One piece of the sentiment puzzle that I have not mentioned here in a while is related to investor sentiment surveys, which can be extremely useful contrary indicators. There are several classic surveys followed by investors, but if I had to pick a favorite it would probably be the American Association of Individual Investors (AAII) survey. This survey tends to fluctuate quickly enough to make it very useful for intermediate term trading.
I find this survey to be most useful as a contrarian indicator used to trade in the direction of the 200 day moving average. Since the 200 day moving average is pointing lower now, this basically means that I would use a statistically high bullish % in the survey to initiate bearish trades. Since October the bullish opinion has been rising but us still not even 1.5 standard deviations away from the 1 year average. However another 1-2 weeks of rising prices and a break above the 920 level of the S&P 500 would likely raise this bullish % to statistically meaningful levels in my opinion.

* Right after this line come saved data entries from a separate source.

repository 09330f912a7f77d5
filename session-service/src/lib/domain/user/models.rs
use std::fmt;
use std::str::FromStr;

use chrono::DateTime;
use chrono::Utc;
use uuid::Uuid;

use crate::user::errors::EmailError;
use crate::user::errors::NameError;
use crate::user::errors::PhoneError;
use crate::user::errors::RoleError;
use crate::user::errors::UserIdError;

/// User aggregate entity.
///
/// Represents a registered staff member of the restaurant back office.
#[derive(Debug, Clone)]
pub struct User {
    pub id: UserId,
    pub email: EmailAddress,
    pub first_name: PersonName,
    pub last_name: PersonName,
    pub phone: PhoneNumber,
    pub role: Role,
    pub password_hash: String,
    pub created_at: DateTime<Utc>,
    pub updated_at: DateTime<Utc>,
}

impl User {
    /// Identity snapshot that access tokens are minted from.
    pub fn subject(&self) -> auth::Subject {
        auth::Subject {
            id: self.id.to_string(),
            email: self.email.as_str().to_string(),
            first_name: self.first_name.as_str().to_string(),
            last_name: self.last_name.as_str().to_string(),
            role: self.role.as_str().to_string(),
        }
    }
}

/// User unique identifier type
#[derive(Debug, Clone, Copy, PartialEq, Eq, Hash)]
pub struct UserId(pub Uuid);

impl UserId {
    /// Generate a new random user ID.
    pub fn new() -> Self {
        Self(Uuid::new_v4())
    }

    /// Parse a user ID from string.
    ///
    /// # Errors
    /// * `InvalidFormat` - String is not a valid UUID
    pub fn from_string(s: &str) -> Result<Self, UserIdError> {
        Uuid::parse_str(s)
            .map(UserId)
            .map_err(|e| UserIdError::InvalidFormat(e.to_string()))
    }
}

impl Default for UserId {
    fn default() -> Self {
        Self::new()
    }
}

impl fmt::Display for UserId {
    fn fmt(&self, f: &mut fmt::Formatter<'_>) -> fmt::Result {
        self.0.fmt(f)
    }
}

/// Email address type
///
/// Validates email format using RFC 5322 compliant parser.
#[derive(Debug, Clone, PartialEq, Eq)]
pub struct EmailAddress(String);

impl EmailAddress {
    /// Create a new validated email address.
    ///
    /// # Errors
    /// * `InvalidFormat` - Email does not conform to RFC 5322
    pub fn new(email: String) -> Result<Self, EmailError> {
        email_address::EmailAddress::from_str(&email)
            .map(|_| EmailAddress(email))
            .map_err(|e| EmailError::InvalidFormat(e.to_string()))
    }

    pub fn as_str(&self) -> &str {
        &self.0
    }
}

impl fmt::Display for EmailAddress {
    fn fmt(&self, f: &mut fmt::Formatter<'_>) -> fmt::Result {
        self.0.fmt(f)
    }
}

/// First or last name.
///
/// Trimmed, non-empty, at most 100 characters.
#[derive(Debug, Clone, PartialEq, Eq)]
pub struct PersonName(String);

impl PersonName {
    const MAX_LENGTH: usize = 100;

    pub fn new(name: String) -> Result<Self, NameError> {
        let name = name.trim().to_string();
        let length = name.chars().count();
        if length == 0 {
            Err(NameError::Empty)
        } else if length > Self::MAX_LENGTH {
            Err(NameError::TooLong {
                max: Self::MAX_LENGTH,
                actual: length,
            })
        } else {
            Ok(Self(name))
        }
    }

    pub fn as_str(&self) -> &str {
        &self.0
    }
}

/// Contact phone number.
///
/// Digits with optional spaces and hyphens and an optional leading `+`;
/// 7 to 20 digits.
#[derive(Debug, Clone, PartialEq, Eq)]
pub struct PhoneNumber(String);

impl PhoneNumber {
    const MIN_DIGITS: usize = 7;
    const MAX_DIGITS: usize = 20;

    pub fn new(phone: String) -> Result<Self, PhoneError> {
        let phone = phone.trim().to_string();
        let body = phone.strip_prefix('+').unwrap_or(&phone);

        if !body
            .chars()
            .all(|c| c.is_ascii_digit() || c == ' ' || c == '-')
        {
            return Err(PhoneError::InvalidCharacters);
        }

        let digits = body.chars().filter(char::is_ascii_digit).count();
        if !(Self::MIN_DIGITS..=Self::MAX_DIGITS).contains(&digits) {
            return Err(PhoneError::InvalidLength {
                min: Self::MIN_DIGITS,
                max: Self::MAX_DIGITS,
                actual: digits,
            });
        }

        Ok(Self(phone))
    }

    pub fn as_str(&self) -> &str {
        &self.0
    }
}

/// Authorization marker carried into access tokens.
#[derive(Debug, Clone, Copy, PartialEq, Eq, Default)]
pub enum Role {
    #[default]
    User,
    Admin,
}

impl Role {
    pub fn as_str(&self) -> &'static str {
        match self {
            Role::User => "user",
            Role::Admin => "admin",
        }
    }
}

impl FromStr for Role {
    type Err = RoleError;

    fn from_str(s: &str) -> Result<Self, Self::Err> {
        match s {
            "user" => Ok(Role::User),
            "admin" => Ok(Role::Admin),
            other => Err(RoleError::Unknown(other.to_string())),
        }
    }
}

Most other surveys are still very neutral or are near pessimistic extremes, so I feel that there may not be enough of a sentiment shift back to the optimistic side to push the market lower just yet.

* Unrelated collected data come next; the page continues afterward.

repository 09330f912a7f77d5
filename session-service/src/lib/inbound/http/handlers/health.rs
use axum::Json;
use serde_json::json;
use serde_json::Value;

pub async fn healthz() -> Json<Value> {
    Json(json!({ "status": "ok" }))
}
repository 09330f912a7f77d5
use async_trait::async_trait;

use crate::domain::user::models::EmailAddress;
use crate::domain::user::models::User;
use crate::domain::user::models::UserId;
use crate::user::errors::UserError;

/// Read/write access to the user directory.
#[async_trait]
pub trait UserRepository: Send + Sync + 'static {
    /// Persist new user to storage.
    ///
    /// # Errors
    /// * `EmailAlreadyExists` - Email is already registered
    /// * `PhoneAlreadyExists` - Phone is already registered
    /// * `DatabaseError` - Database operation failed
    async fn create(&self, user: User) -> Result<User, UserError>;

    /// Retrieve user by identifier.
    ///
    /// # Returns
    /// Optional user entity (None if not found)
    ///
    /// # Errors
    /// * `DatabaseError` - Database operation failed
    async fn find_by_id(&self, id: &UserId) -> Result<Option<User>, UserError>;

    /// Retrieve user by email address.
    ///
    /// # Returns
    /// Optional user entity (None if not found)
    ///
    /// # Errors
    /// * `DatabaseError` - Database operation failed
    async fn find_by_email(&self, email: &EmailAddress) -> Result<Option<User>, UserError>;
}
use axum::extract::State;
use axum::http::StatusCode;
use axum::Json;
use serde::Deserialize;
use serde::Serialize;

use super::ApiError;
use super::ApiSuccess;
use crate::domain::session::models::LoginCommand;
use crate::domain::user::models::EmailAddress;
use crate::inbound::http::router::AppState;
use crate::session::errors::SessionError;

pub async fn login(
    State(state): State<AppState>,
    Json(body): Json<LoginRequestBody>,
) -> Result<ApiSuccess<LoginResponseData>, ApiError> {
    // A malformed email cannot belong to anyone; answer like any other miss
    let email = EmailAddress::new(body.email)
        .map_err(|_| ApiError::from(SessionError::InvalidCredentials))?;

    let (user, tokens) = state
        .session_service
        .login(LoginCommand {
            email,
            password: body.password,
        })
        .await?;

    Ok(ApiSuccess::new(
        StatusCode::OK,
        LoginResponseData {
            user_id: user.id.to_string(),
            email: user.email.as_str().to_string(),
            first_name: user.first_name.as_str().to_string(),
            last_name: user.last_name.as_str().to_string(),
            token: tokens.access_token,
            refresh_token: tokens.refresh_token,
        },
    ))
}

#[derive(Debug, Clone, PartialEq, Eq, Deserialize)]
pub struct LoginRequestBody {
    email: String,
    password: String,
}

#[derive(Debug, Clone, PartialEq, Eq, Serialize)]
pub struct LoginResponseData {
    pub user_id: String,
    pub email: String,
    pub first_name: String,
    pub last_name: String,
    pub token: String,
    pub refresh_token: String,
}
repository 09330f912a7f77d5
pub mod http;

Another thing I watch closely for timing major market moves is the VIX. I look at the VIX in several different ways from oscillators to trendlines to bollinger bands to retracement % to Elliot Wave patterns and even a rather unique (I think) running tally of higher highs or higher lows since a significant market top or bottom.
Since the November market lows the VIX has made 8 lower lows. Anything beyond 12 and flags go up for a potential reversal. Based off this system, I think the VIX could drop a bit more and the market could rise more before we get into the danger zone.
Also I have noticed an almost uncanny tendency since the 2006 VIX lows for the VIX to retrace 78.6% (roughly 80%) of any major VIX advance. The chart at the top of the page shows the VIX with several retracements of this nature. A 78.6% retracement of the VIX advance from August 2008 lows to October 2008 highs would place the VIX at roughly 35. This happens to be the VIX level that repeatedly capped VIX advances in 2007 and early 2008. So we could have a case where old resistance becomes new support.
Peace, Love, and Merry Christmas to all!